::: SUPPLIED ENTRIES

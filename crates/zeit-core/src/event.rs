//! Events and subjects: the records the log stores.
//!
//! An event describes one interaction (what happened, how, and by whom) with
//! one or more subjects. Events are immutable once stored; the only field the
//! log rewrites afterwards is [`Subject::current_uri`], which follows move
//! events.

use chrono::Utc;
use serde::{Deserialize, Serialize};

use crate::{Error, Result};

/// Identifier assigned by the log on insert. `0` is never assigned.
pub type EventId = u32;

/// Interpretation marking an event that moved its subjects from `uri` to
/// `current_uri`.
pub const MOVE_EVENT: &str =
  "http://www.zeitgeist-project.com/ontologies/2010/01/27/zg#MoveEvent";

/// Milliseconds since the Unix epoch, as stored in the `timestamp` column.
pub fn timestamp_now() -> i64 { Utc::now().timestamp_millis() }

// ─── Subject ─────────────────────────────────────────────────────────────────

/// A URI-identified entity involved in an event. Owned by its event.
#[derive(Debug, Clone, Default, PartialEq, Eq, Serialize, Deserialize)]
pub struct Subject {
  /// The URI at the moment of the event.
  pub uri:            String,
  /// Where the subject lives now; follows later move events.
  #[serde(default)]
  pub current_uri:    String,
  #[serde(default)]
  pub interpretation: String,
  #[serde(default)]
  pub manifestation:  String,
  /// Container of the subject (parent directory, web page, ...).
  #[serde(default)]
  pub origin:         Option<String>,
  #[serde(default)]
  pub mimetype:       Option<String>,
  /// Short display string.
  #[serde(default)]
  pub text:           Option<String>,
  /// Identifier of the physical store (volume UUID, `net`, ...).
  #[serde(default)]
  pub storage:        Option<String>,
}

impl Subject {
  /// A subject with `current_uri == uri` and everything else empty.
  pub fn new(uri: impl Into<String>) -> Self {
    let uri = uri.into();
    Self { current_uri: uri.clone(), uri, ..Default::default() }
  }

  pub fn with_interpretation(mut self, interpretation: impl Into<String>) -> Self {
    self.interpretation = interpretation.into();
    self
  }

  pub fn with_manifestation(mut self, manifestation: impl Into<String>) -> Self {
    self.manifestation = manifestation.into();
    self
  }

  pub fn with_mimetype(mut self, mimetype: impl Into<String>) -> Self {
    self.mimetype = Some(mimetype.into());
    self
  }

  pub fn with_origin(mut self, origin: impl Into<String>) -> Self {
    self.origin = Some(origin.into());
    self
  }

  pub fn with_text(mut self, text: impl Into<String>) -> Self {
    self.text = Some(text.into());
    self
  }

  pub fn with_storage(mut self, storage: impl Into<String>) -> Self {
    self.storage = Some(storage.into());
    self
  }

  pub fn with_current_uri(mut self, current_uri: impl Into<String>) -> Self {
    self.current_uri = current_uri.into();
    self
  }
}

// ─── Event ───────────────────────────────────────────────────────────────────

/// A record of one user interaction.
#[derive(Debug, Clone, Default, PartialEq, Eq, Serialize, Deserialize)]
pub struct Event {
  /// Assigned by the log; must be `None` on insert.
  #[serde(default)]
  pub id:             Option<EventId>,
  /// Milliseconds since the Unix epoch; `0` means "now" on insert.
  #[serde(default)]
  pub timestamp:      i64,
  pub interpretation: String,
  pub manifestation:  String,
  pub actor:          String,
  #[serde(default)]
  pub origin:         Option<String>,
  /// Opaque bytes; never indexed or queried.
  #[serde(default)]
  pub payload:        Vec<u8>,
  pub subjects:       Vec<Subject>,
}

impl Event {
  /// Convenience constructor with no origin, payload or subjects.
  pub fn new(
    timestamp:      i64,
    interpretation: impl Into<String>,
    manifestation:  impl Into<String>,
    actor:          impl Into<String>,
  ) -> Self {
    Self {
      id: None,
      timestamp,
      interpretation: interpretation.into(),
      manifestation: manifestation.into(),
      actor: actor.into(),
      origin: None,
      payload: Vec::new(),
      subjects: Vec::new(),
    }
  }

  pub fn with_subject(mut self, subject: Subject) -> Self {
    self.subjects.push(subject);
    self
  }

  pub fn with_origin(mut self, origin: impl Into<String>) -> Self {
    self.origin = Some(origin.into());
    self
  }

  pub fn with_payload(mut self, payload: impl Into<Vec<u8>>) -> Self {
    self.payload = payload.into();
    self
  }

  pub fn is_move(&self) -> bool { self.interpretation == MOVE_EVENT }

  /// Normalise the event for storage and check the insert invariants.
  ///
  /// Fills a zero timestamp with `now`, collapses empty optional slots to
  /// `None` and, for non-move events, defaults an empty `current_uri` to
  /// `uri`.
  pub fn prepare_for_insert(&mut self, now: i64) -> Result<()> {
    if self.id.is_some() {
      return Err(Error::InvalidEvent("predefined event id".into()));
    }
    if self.timestamp == 0 {
      self.timestamp = now;
    }
    self.origin = self.origin.take().filter(|o| !o.is_empty());
    let is_move = self.is_move();
    for subject in &mut self.subjects {
      subject.origin = subject.origin.take().filter(|v| !v.is_empty());
      subject.mimetype = subject.mimetype.take().filter(|v| !v.is_empty());
      subject.text = subject.text.take().filter(|v| !v.is_empty());
      subject.storage = subject.storage.take().filter(|v| !v.is_empty());
      if !is_move && subject.current_uri.is_empty() {
        subject.current_uri = subject.uri.clone();
      }
    }
    self.validate()
  }

  /// Check the structural invariants without modifying the event.
  pub fn validate(&self) -> Result<()> {
    if self.subjects.is_empty() {
      return Err(Error::InvalidEvent("event has no subjects".into()));
    }
    if self.is_move() {
      let redundant = self.subjects.iter().any(|s| {
        s.uri.is_empty() || s.current_uri.is_empty() || s.uri == s.current_uri
      });
      if redundant {
        return Err(Error::RedundantMove);
      }
    } else if let Some(s) = self.subjects.iter().find(|s| s.uri != s.current_uri) {
      return Err(Error::InvalidEvent(format!(
        "subject {} has current_uri {} but the event is not a move",
        s.uri, s.current_uri
      )));
    }
    Ok(())
  }
}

::::::

The line containing "s.uri.is_empty() || s.current_uri.is_empty()" and all lines after it, through the last line of the data, should be retyped exactly.

RESULT BELOW —
        s.uri.is_empty() || s.current_uri.is_empty() || s.uri == s.current_uri
      });
      if redundant {
        return Err(Error::RedundantMove);
      }
    } else if let Some(s) = self.subjects.iter().find(|s| s.uri != s.current_uri) {
      return Err(Error::InvalidEvent(format!(
        "subject {} has current_uri {} but the event is not a move",
        s.uri, s.current_uri
      )));
    }
    Ok(())
  }
}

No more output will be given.